Clinical suspicion alone is not enough to make the diagnosis of porphyria cutanea tarda (PCT), and it is confirmed by excess levels of porphyrins in the blood or urine. [38]

Urinary porphyrin levels are abnormally high in porphyria cutanea tarda patients, with several hundred to several thousand micrograms excreted in a 24-hour period. The excess porphyrin pigment is often grossly evident in visible light and yields a pink fluorescence under Wood lamp (black light) radiation (see image below).

Fluorescence of urine with a Wood light examinatio Fluorescence of urine with a Wood light examination. Courtesy of Brooke Army Medical Center Teaching File.

Chromatographic separation by carboxyl number of increased porphyrins present reveals a predominance of 8- and 7-carboxyl porphyrin fractions, with lesser amounts of 6-, 5-, and 4-carboxyl porphyrins, reflecting a uroporphyrinogen decarboxylase (UROD) defect. A similar array of polycarboxylated porphyrins can be found in serum or plasma specimens. The fecal coproporphyrin fraction is often abnormally high and largely consists of isocoproporphyrin. Erythrocyte porphyrin levels are in the reference range, except in hepatoerythropoietic porphyria, in which zinc protoporphyrin is elevated.

UROD enzyme activity assay in red blood cells is available in multiple laboratories in several countries, including the United States. Enzyme activity data may help determine patterns of inheritance in familial porphyria cutanea tarda and confirm the diagnosis in cases with confusing biochemical data.

Mutation analysis of genes encoding UROD is considered the criterion standard for diagnosis of familial porphyria cutanea tarda. It is most often available at specialized porphyria research centers and is commercially available in the United States. Molecular analysis for hemochromatosis gene (HFE) mutations may be positive.

A thorough evaluation requires determination of hematologic and iron profiles, including serum ferritin, liver function profile, and screening for hepatitis viruses and the human immunodeficiency virus.

Abnormal glucose tolerance and serum antinuclear antibodies are found more frequently among porphyria cutanea tarda populations. [19] Serum levels of ascorbic acid (vitamin C, a potent antioxidant) are deficient in some patients with porphyria cutanea tarda. [50] Alpha-fetoprotein presence in serum is useful to screen for hepatocellular carcinoma.


Imaging Studies

Evaluation of the liver for size, iron content, or tumors (most often found in individuals with long-standing active porphyria cutanea tarda) is indicated in selected cases.


Other Tests

Once a diagnosis is established, it is recommended to test for hepatitis C antibodies, HIV antibodies, and the presence of the HFE gene. [38] Novel noninvasive methods may be useful to assess hepatic fibrosis or cirrhosis. [51]



Skin biopsy findings by light microscopy and direct immunofluorescence techniques may be consistent with a diagnosis of porphyria cutanea tarda but are not unequivocally diagnostic.

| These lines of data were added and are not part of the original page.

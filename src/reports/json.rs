//! JSON report generator.

use super::{GradingReport, ReportError, ReportFormat, ReportGenerator};

/// JSON report generator
pub struct JsonReporter {
    /// Pretty print output
    pretty: bool,
}

impl JsonReporter {
    /// Create a new JSON reporter
    #[must_use]
    pub const fn new() -> Self {
        Self { pretty: true }
    }

    /// Set pretty printing
    #[must_use]
    pub const fn pretty(mut self, pretty: bool) -> Self {
        self.pretty = pretty;
        self
    }
}

impl Default for JsonReporter {
    fn default() -> Self {
        Self::new()
    }
}

impl ReportGenerator for JsonReporter {
    fn generate(&self, report: &GradingReport) -> Result<String, ReportError> {
        let rendered = if self.pretty {
            serde_json::to_string_pretty(report)
        } else {
            serde_json::to_string(report)
        };
        rendered.map_err(|e| ReportError::SerializationError(e.to_string()))
    }

    fn format(&self) -> ReportFormat {
        ReportFormat::Json
    }
}
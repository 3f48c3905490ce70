//! Configuration file loading and discovery.
//!
//! Grading configurations are read from JSON or YAML files. JSON is the
//! format of the inline CI step argument; YAML is accepted for checked-in
//! configuration files.

use super::types::GradingConfig;
use crate::error::{GradingError, Result};
use std::path::{Path, PathBuf};

// ============================================================================
// Configuration File Discovery
// ============================================================================

/// Standard config file names to search for.
pub const CONFIG_FILE_NAMES: &[&str] = &[
    ".autograding.json",
    ".autograding.yaml",
    ".autograding.yml",
    "autograding.json",
    "autograding.yaml",
    "autograding.yml",
];

/// Discover a config file by searching standard locations.
///
/// Search order:
/// 1. Explicit path if provided and existing
/// 2. Current directory
/// 3. Git repository root (if in a repo)
/// 4. User config directory (~/.config/autograder/)
#[must_use]
pub fn discover_config_file(explicit_path: Option<&Path>) -> Option<PathBuf> {
    if let Some(path) = explicit_path {
        if path.exists() {
            return Some(path.to_path_buf());
        }
    }

    if let Some(path) = std::env::current_dir()
        .ok()
        .and_then(|cwd| find_config_in_dir(&cwd))
    {
        return Some(path);
    }

    if let Some(path) = find_git_root().and_then(|root| find_config_in_dir(&root)) {
        return Some(path);
    }

    dirs::config_dir().and_then(|dir| find_config_in_dir(&dir.join("autograder")))
}

/// Find a config file in a specific directory.
fn find_config_in_dir(dir: &Path) -> Option<PathBuf> {
    CONFIG_FILE_NAMES
        .iter()
        .map(|name| dir.join(name))
        .find(|path| path.is_file())
}

/// Find the git repository root by walking up the directory tree.
fn find_git_root() -> Option<PathBuf> {
    let cwd = std::env::current_dir().ok()?;
    let mut current = cwd.as_path();

    loop {
        if current.join(".git").exists() {
            return Some(current.to_path_buf());
        }
        current = current.parent()?;
    }
}

/// Search locations reported by `config path`.
#[must_use]
pub fn search_locations() -> Vec<PathBuf> {
    let mut locations = Vec::new();
    if let Ok(cwd) = std::env::current_dir() {
        locations.push(cwd);
    }
    if let Some(root) = find_git_root() {
        if !locations.contains(&root) {
            locations.push(root);
        }
    }
    if let Some(dir) = dirs::config_dir() {
        locations.push(dir.join("autograder"));
    }
    locations
}

// ============================================================================
// Configuration File Loading
// ============================================================================

/// Whether a file should be parsed as JSON (by extension).
fn is_json(path: &Path) -> bool {
    path.extension()
        .is_some_and(|ext| ext.eq_ignore_ascii_case("json"))
}

/// Parse configuration text, JSON or YAML depending on `json`.
pub fn parse_config_str(content: &str, json: bool, origin: &str) -> Result<GradingConfig> {
    if content.trim().is_empty() {
        return Ok(GradingConfig::default());
    }
    let parsed = if json {
        serde_json::from_str(content).map_err(|e| e.to_string())
    } else {
        serde_yaml::from_str(content).map_err(|e| e.to_string())
    };
    parsed.map_err(|message| GradingError::malformed(origin, message))
}

/// Load a `GradingConfig` from a JSON or YAML file.
pub fn load_config_file(path: &Path) -> Result<GradingConfig> {
    let content = std::fs::read_to_string(path).map_err(|e| GradingError::io(path, e))?;
    let config = parse_config_str(&content, is_json(path), &path.display().to_string())?;
    tracing::debug!("Loaded grading configuration from {}", path.display());
    Ok(config)
}

/// Load the configuration from an explicit or discovered file.
///
/// An explicit path that does not exist is an error; when nothing is found
/// the empty configuration is returned, which disables every category.
pub fn load_or_default(explicit_path: Option<&Path>) -> Result<(GradingConfig, Option<PathBuf>)> {
    if let Some(path) = explicit_path {
        return load_config_file(path).map(|config| (config, Some(path.to_path_buf())));
    }

    match discover_config_file(None) {
        Some(path) => load_config_file(&path).map(|config| (config, Some(path))),
        None => {
            tracing::info!("No grading configuration found, every category will be skipped");
            Ok((GradingConfig::default(), None))
        }
    }
}

// ============================================================================
// Example Config Generation
// ============================================================================

/// Serialize a configuration as YAML.
#[must_use]
pub fn to_yaml(config: &GradingConfig) -> String {
    serde_yaml::to_string(config).unwrap_or_default()
}

/// Generate a commented example config with all options.
#[must_use]
pub fn generate_example_config() -> String {
    r"# Autograding configuration
# =========================
#
# Place this file at .autograding.yaml in your project root or
# ~/.config/autograder/autograding.yaml. A category that is not listed is
# skipped; a category key without a value uses the defaults shown here.
# Impacts are signed weights applied per counted item.

# Static analysis: starts at maxScore, every warning applies its impact
analysis:
  maxScore: 100
  errorImpact: -10
  highImpact: -5
  normalImpact: -2
  lowImpact: -1

# Tests: starts at maxScore, every test applies its impact
tests:
  maxScore: 100
  passedImpact: 0
  failureImpact: -5
  skippedImpact: -1

# Coverage: impacts apply to the covered/missed percentages of lines and
# branches, the sum is capped at maxScore
coverage:
  maxScore: 100
  coveredImpact: 1
  missedImpact: -1

# Mutation coverage: impacts apply to the killed/survived percentages
# mutation:
#   maxScore: 100
#   killedImpact: 1
#   survivedImpact: -1
#   gradingMode: absolute
"
    .to_string()
}

// ============================================================================
// Tests
// ============================================================================
//! Per-category scoring.
//!
//! Every category maps its raw counts and weights to a [`CategoryResult`]:
//!
//! ```text
//! delta     = Σ impact_i × count_i
//! raw score = max_score + delta        (analysis, tests: penalty based)
//! raw score = Σ impact_i × percent_i   (coverage, mutation: additive)
//! score     = clamp(raw score, 0, max_score)
//! ```
//!
//! Coverage and mutation weigh percentages instead of counts, so their
//! impacts already encode the full scale and no baseline is added.

use super::aggregate::CategoryResult;
use super::log::{self, LogSink};
use crate::config::{
    AnalysisConfiguration, CategorySettings, CoverageConfiguration, GradingConfig, GradingMode,
    MutationConfiguration, TestConfiguration,
};
use crate::error::{GradingError, Result};
use crate::model::{
    AnalysisCounts, Category, CoverageCounts, MutationCounts, RawCounts, SnapshotSet, TestCounts,
};

/// Scoring rule of one category, paired with its configuration.
#[derive(Debug, Clone, Copy)]
pub enum CategoryScorer<'a> {
    /// Static analysis warnings (penalty based)
    Analysis(&'a AnalysisConfiguration),
    /// Test results (penalty based)
    Tests(&'a TestConfiguration),
    /// Line and branch coverage (additive)
    Coverage(&'a CoverageConfiguration),
    /// Mutation coverage (additive)
    Mutation(&'a MutationConfiguration),
}

impl<'a> CategoryScorer<'a> {
    /// Scorer for a category, `None` if the configuration does not mention it.
    #[must_use]
    pub fn for_category(config: &'a GradingConfig, category: Category) -> Option<Self> {
        match category {
            Category::Analysis => config.analysis.as_ref().map(Self::Analysis),
            Category::Tests => config.tests.as_ref().map(Self::Tests),
            Category::Coverage => config.coverage.as_ref().map(Self::Coverage),
            Category::Mutation => config.mutation.as_ref().map(Self::Mutation),
        }
    }

    /// The category this scorer grades.
    #[must_use]
    pub const fn category(&self) -> Category {
        match self {
            Self::Analysis(_) => Category::Analysis,
            Self::Tests(_) => Category::Tests,
            Self::Coverage(_) => Category::Coverage,
            Self::Mutation(_) => Category::Mutation,
        }
    }

    /// Shared settings of the configuration.
    #[must_use]
    pub const fn settings(&self) -> CategorySettings {
        match self {
            Self::Analysis(config) => config.settings(),
            Self::Tests(config) => config.settings(),
            Self::Coverage(config) => config.settings(),
            Self::Mutation(config) => config.settings(),
        }
    }

    /// Score the category from the recorded snapshots.
    ///
    /// Fails with [`GradingError::DataUnavailable`] if no snapshot of the
    /// category was recorded. Header and detail lines go to `sink`; the
    /// category total is logged by the grader.
    pub fn score(&self, snapshots: &SnapshotSet, sink: &mut dyn LogSink) -> Result<CategoryResult> {
        let category = self.category();
        if !snapshots.has(category) {
            return Err(GradingError::data_unavailable(category));
        }
        if self.settings().grading_mode == GradingMode::Relative {
            tracing::warn!(
                "Relative grading is not supported yet, grading {category} results in absolute mode"
            );
        }

        let result = match self {
            Self::Analysis(config) => score_analysis(config, snapshots, sink),
            Self::Tests(config) => score_tests(config, snapshots, sink),
            Self::Coverage(config) => score_coverage(config, snapshots, sink),
            Self::Mutation(config) => score_mutation(config, snapshots, sink),
        };

        if let Some(result) = &result {
            tracing::debug!(
                "{category}: delta {}, score {}/{}",
                result.delta,
                result.score,
                result.max_score
            );
        }
        result.ok_or_else(|| GradingError::data_unavailable(category))
    }
}

// ============================================================================
// Weighting
// ============================================================================

/// Signed contribution of `count` items with the given impact.
fn weighted(impact: i32, count: u32) -> i64 {
    i64::from(impact) * i64::from(count)
}

fn sum(values: impl IntoIterator<Item = i64>) -> i64 {
    values.into_iter().fold(0, i64::saturating_add)
}

/// Delta of one static analysis report.
#[must_use]
pub fn analysis_delta(config: &AnalysisConfiguration, counts: &AnalysisCounts) -> i64 {
    sum([
        weighted(config.error_impact, counts.error_count),
        weighted(config.high_impact, counts.high_count),
        weighted(config.normal_impact, counts.normal_count),
        weighted(config.low_impact, counts.low_count),
    ])
}

/// Delta of recorded test results.
#[must_use]
pub fn tests_delta(config: &TestConfiguration, counts: &TestCounts) -> i64 {
    sum([
        weighted(config.passed_impact, counts.passed),
        weighted(config.failure_impact, counts.failed),
        weighted(config.skipped_impact, counts.skipped),
    ])
}

/// Score of one coverage kind (lines or branches) at the given percentage.
#[must_use]
pub fn coverage_score(config: &CoverageConfiguration, covered_percentage: u32) -> i64 {
    let covered = covered_percentage.min(100);
    sum([
        weighted(config.covered_impact, covered),
        weighted(config.missed_impact, 100 - covered),
    ])
}

/// Delta of mutation results at the given killed percentage.
#[must_use]
pub fn mutation_delta(config: &MutationConfiguration, killed_percentage: u32) -> i64 {
    let killed = killed_percentage.min(100);
    sum([
        weighted(config.killed_impact, killed),
        weighted(config.survived_impact, 100 - killed),
    ])
}

// ============================================================================
// Category rules
// ============================================================================

fn score_analysis(
    config: &AnalysisConfiguration,
    snapshots: &SnapshotSet,
    sink: &mut dyn LogSink,
) -> Option<CategoryResult> {
    let mut delta = 0_i64;
    let mut merged: Option<AnalysisCounts> = None;

    for (snapshot, counts) in snapshots.analysis() {
        let tool_delta = analysis_delta(config, &counts);
        sink.log(&log::grading(Category::Analysis, Some(snapshot.display_name())));
        sink.log(&log::analysis_detail(tool_delta, &counts));

        delta = delta.saturating_add(tool_delta);
        merged = Some(merged.map_or(counts, |total| total + counts));
    }

    let counts = merged?;
    let raw_score = i64::from(config.max_score).saturating_add(delta);
    Some(CategoryResult::new(
        Category::Analysis,
        RawCounts::Analysis(counts),
        delta,
        raw_score,
        config.max_score,
    ))
}

fn score_tests(
    config: &TestConfiguration,
    snapshots: &SnapshotSet,
    sink: &mut dyn LogSink,
) -> Option<CategoryResult> {
    let counts = snapshots.tests()?;
    let delta = tests_delta(config, &counts);
    sink.log(&log::grading(Category::Tests, None));
    sink.log(&log::tests_detail(delta, &counts));

    let raw_score = i64::from(config.max_score).saturating_add(delta);
    Some(CategoryResult::new(
        Category::Tests,
        RawCounts::Tests(counts),
        delta,
        raw_score,
        config.max_score,
    ))
}

fn score_coverage(
    config: &CoverageConfiguration,
    snapshots: &SnapshotSet,
    sink: &mut dyn LogSink,
) -> Option<CategoryResult> {
    let counts: CoverageCounts = snapshots.coverage()?;
    sink.log(&log::grading(Category::Coverage, None));

    let mut raw_score = 0_i64;
    for (kind, percentage) in [
        ("line", counts.line_percentage()),
        ("branch", counts.branch_percentage()),
    ] {
        match percentage {
            Some(percentage) => {
                let score = coverage_score(config, percentage);
                sink.log(&log::coverage_detail(kind, score, percentage));
                raw_score = raw_score.saturating_add(score);
            }
            None => tracing::debug!("No {kind} coverage recorded, nothing to grade"),
        }
    }

    Some(CategoryResult::new(
        Category::Coverage,
        RawCounts::Coverage(counts),
        raw_score,
        raw_score,
        config.max_score,
    ))
}

fn score_mutation(
    config: &MutationConfiguration,
    snapshots: &SnapshotSet,
    sink: &mut dyn LogSink,
) -> Option<CategoryResult> {
    let counts: MutationCounts = snapshots.mutation()?;
    sink.log(&log::grading(Category::Mutation, None));

    let delta = match counts.killed_percentage() {
        Some(percentage) => {
            let delta = mutation_delta(config, percentage);
            sink.log(&log::mutation_detail(delta, &counts, percentage));
            delta
        }
        None => {
            tracing::debug!("No mutations recorded, nothing to grade");
            0
        }
    };

    Some(CategoryResult::new(
        Category::Mutation,
        RawCounts::Mutation(counts),
        delta,
        delta,
        config.max_score,
    ))
}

Similar findings can be observed in other porphyrias and in pseudoporphyrias associated with certain drugs, intensive use of tanning beds or cabinets, or long-term dialysis therapy for renal failure. Direct immunofluorescence examination can help differentiate porphyria cutanea tarda from immunobullous diseases with dermoepidermal junction cleavage (epidermolysis bullosa acquisita, lupus erythematosus) in which the perivascular immunoglobulin deposition found in porphyria cutanea tarda is not observed.

Liver biopsy may be appropriate in selected patients to evaluate iron burden or damage due to ethanol abuse, viral infections, hemochromatosis, or suspected tumors.


Histologic Findings

Skin biopsy specimens of fresh blisters show subepidermal bullae with minimal dermal inflammatory infiltrate and dermal papillae protruding upward into the blister cavity (festooning); thickened upper dermal capillary walls and dermoepidermal basement membrane zones are evident in routinely stained sections and accentuated with the periodic acid-Schiff stain; elastosis, sclerosis of dermal collagen, and hyaline deposits may be seen in the dermis. [52] Linear, eosinophilic, periodic acid-Schiff–positive globules composed of basement membrane material and degenerating keratinocytes ("caterpillar bodies") may be observed in the blister roof. [53] Note the image below.

Subepidermal bulla, festooning of rete ridges, hya Subepidermal bulla, festooning of rete ridges, hyalinization of blood vessel walls, solar elastosis, and caterpillar bodies. Courtesy of Dirk Elston, MD.

Ultrastructural examination of dermal vascular walls and the basement membrane zone reveals replication of basal laminae, reflecting multiple episodes of damage and repair. [52, 54]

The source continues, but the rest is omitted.